Your answer must be the records below, reproduced exactly.

|---|

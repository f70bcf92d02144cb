//! Logging configuration and initialization.

use tracing_subscriber::{EnvFilter, fmt, layer::SubscriberExt, util::SubscriberInitExt};

/// Logging preset levels.
#[derive(Debug, Clone, Copy, Default, PartialEq, Eq)]
pub enum LogPreset {
    /// Lifecycle events only.
    #[default]
    Production,
    /// More operational detail.
    Verbose,
    /// Detailed info for troubleshooting.
    Debug,
    /// Everything, including per-chunk classifier traces.
    Trace,
    /// Warnings and errors only.
    Quiet,
}

impl LogPreset {
    /// Determine the preset from CLI flags; the noisiest requested wins,
    /// except quiet, which always wins.
    pub fn from_cli(verbose: bool, debug: bool, trace: bool, quiet: bool) -> Self {
        if quiet {
            LogPreset::Quiet
        } else if trace {
            LogPreset::Trace
        } else if debug {
            LogPreset::Debug
        } else if verbose {
            LogPreset::Verbose
        } else {
            LogPreset::Production
        }
    }

    /// Build an EnvFilter, honoring RUST_LOG when set.
    pub fn build_filter(self) -> EnvFilter {
        if let Ok(env_filter) = EnvFilter::try_from_default_env() {
            return env_filter;
        }
        let directives = match self {
            LogPreset::Production => "rgview::session=info,rgview::process=info,rgview::cache=info,rgview::edit=info",
            LogPreset::Verbose => "rgview=info",
            LogPreset::Debug => "rgview=debug",
            LogPreset::Trace => "rgview=trace",
            LogPreset::Quiet => "rgview=warn",
        };
        EnvFilter::try_new(directives).unwrap_or_else(|_| EnvFilter::new("info"))
    }
}

/// Initialize the tracing subscriber.
pub fn init(preset: LogPreset) {
    tracing_subscriber::registry()
        .with(preset.build_filter())
        .with(
            fmt::layer()
                .with_target(true)
                .with_writer(std::io::stderr),
        )
        .init();
}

|---|

▸ Solution to the problem:
repository f70bcf92d02144cb
//! Logging configuration and initialization.

use tracing_subscriber::{EnvFilter, fmt, layer::SubscriberExt, util::SubscriberInitExt};

/// Logging preset levels.
#[derive(Debug, Clone, Copy, Default, PartialEq, Eq)]
pub enum LogPreset {
    /// Lifecycle events only.
    #[default]
    Production,
    /// More operational detail.
    Verbose,
    /// Detailed info for troubleshooting.
    Debug,
    /// Everything, including per-chunk classifier traces.
    Trace,
    /// Warnings and errors only.
    Quiet,
}

impl LogPreset {
    /// Determine the preset from CLI flags; the noisiest requested wins,
    /// except quiet, which always wins.
    pub fn from_cli(verbose: bool, debug: bool, trace: bool, quiet: bool) -> Self {
        if quiet {
            LogPreset::Quiet
        } else if trace {
            LogPreset::Trace
        } else if debug {
            LogPreset::Debug
        } else if verbose {
            LogPreset::Verbose
        } else {
            LogPreset::Production
        }
    }

    /// Build an EnvFilter, honoring RUST_LOG when set.
    pub fn build_filter(self) -> EnvFilter {
        if let Ok(env_filter) = EnvFilter::try_from_default_env() {
            return env_filter;
        }
        let directives = match self {
            LogPreset::Production => "rgview::session=info,rgview::process=info,rgview::cache=info,rgview::edit=info",
            LogPreset::Verbose => "rgview=info",
            LogPreset::Debug => "rgview=debug",
            LogPreset::Trace => "rgview=trace",
            LogPreset::Quiet => "rgview=warn",
        };
        EnvFilter::try_new(directives).unwrap_or_else(|_| EnvFilter::new("info"))
    }
}

/// Initialize the tracing subscriber.
pub fn init(preset: LogPreset) {
    tracing_subscriber::registry()
        .with(preset.build_filter())
        .with(
            fmt::layer()
                .with_target(true)
                .with_writer(std::io::stderr),
        )
        .init();
}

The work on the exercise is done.